In any event, eliminating the fixed costs of a car as part of the savings creates a bloated savings number. How much bloat? Consider a modestly priced automobile—say $14,000—with an $11,000 loan that has been financed for three years. Depreciation for the three years could easily run to a $1,000 per year. Finance charges would run over $3,500 per year and insurance could easily cost $800 to $1,000 annually depending on the driver. In short, half of APTA’s annual savings can be easily accounted for by the assumption that the fixed expenses associated with having a second car can be eliminated. While this assumption might work for a small segment of the population, it does not reflect the vast majority of commuting worker situations.
Moreover, there are problems with other assumptions in the APTA analysis, both implicit and explicit. Consider the assumption that the average commuter drives 15,000 miles per year with the implied 60 mile round trip. A 60 mile round trip average would require a large share of commuters to travel even farther. In the Pittsburgh region that means coming in to Allegheny County from surrounding counties. And while there are many commuters from outside Allegheny County, the bulk are almost certainly from within the County and have a round trip of far less than 60 miles. The question for the APTA is, how much is their savings estimate lowered if a more realistic assumption of average round trip commute is used?
Bear in mind too that for many commuters who drive, there is no practical alternative. Bus or light rail stops are too far away to be convenient. This is especially true for many in the more distant suburbs. And it is truly ironic in the case of Pittsburgh where substantial service cuts have been made in recent years, making bus service much less convenient for many who have been forced to find other ways to get to work.
Then too, many who drive might need the flexibility of having access to their vehicle during the day or have after work commitments that do not lend themselves to using public transportation. Or, their jobs might not be close to a bus route and stop and would require a very long walk if public transit were used.
Two key points need to be made. First, taking public transit, if it is convenient, is often more economical in the sense that out of pocket expenses are lower. However, it must be borne in mind that public transit receives a hefty subsidy from the government in order to hold down fares. Thus, while the private individual cost of driving might be higher than riding the bus, it is not clear that driving costs are greater than the total public cost that includes taxpayer subsidies.

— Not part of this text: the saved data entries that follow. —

//! The execution engine: tool registry and dispatch, context management and
//! compaction, plan approval, sub-agents, and the turn loop that ties them together.

pub mod approval;
pub mod context;
pub mod dispatcher;
pub mod engine;
pub mod error;
pub mod events;
pub mod registry;
pub mod subagent;
pub mod tools;
pub mod truncate;

#[cfg(test)]
mod testing;

pub use approval::{ApprovalRequest, AutoApprove, AutoReject, ChannelApprover, PlanApprover, PlanDecision};
pub use context::{ContextConfig, ContextManager};
pub use dispatcher::{DispatchConfig, DispatchedCall, ToolDispatcher};
pub use engine::{EngineConfig, StreamConfig, TurnEngine, TurnInput, TurnOutcome, TurnState, PLAN_REJECTED_RESULT};
pub use error::EngineError;
pub use events::EventEmitter;
pub use registry::{ToolDescriptor, ToolFilter, ToolRegistry};
pub use subagent::{AgentProfile, ProfileTable, SubagentManager, SubagentOutcome};
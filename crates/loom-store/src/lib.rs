//! Session persistence: a SQLite store for real runs and an in-memory one for tests.

pub mod database;
pub mod error;
pub mod memory;
pub mod row_helpers;
pub mod schema;
pub mod sessions;
pub mod store;

pub use database::Database;
pub use error::StoreError;
pub use memory::MemorySessionStore;
pub use sessions::SqliteSessionStore;
pub use store::{SessionStore, SessionSummary};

Second, people who have access to readily available, nearby public transit and still choose to drive are making a rational decision in terms of their own preferences of allocating their time and money. Perhaps the bus schedule is not to their liking. Maybe they like the time to listen to the radio, talk on their cellular phones, smoke a cigarette or any number of activities that riding a bus would not permit. Obviously, as the cost of driving goes up relative to income or the cost of riding the bus goes down, there will be some shifting from cars to public transit. But one thing is clear: the average driver in the Pittsburgh region is unlikely to save $9,201 per year by riding the bus.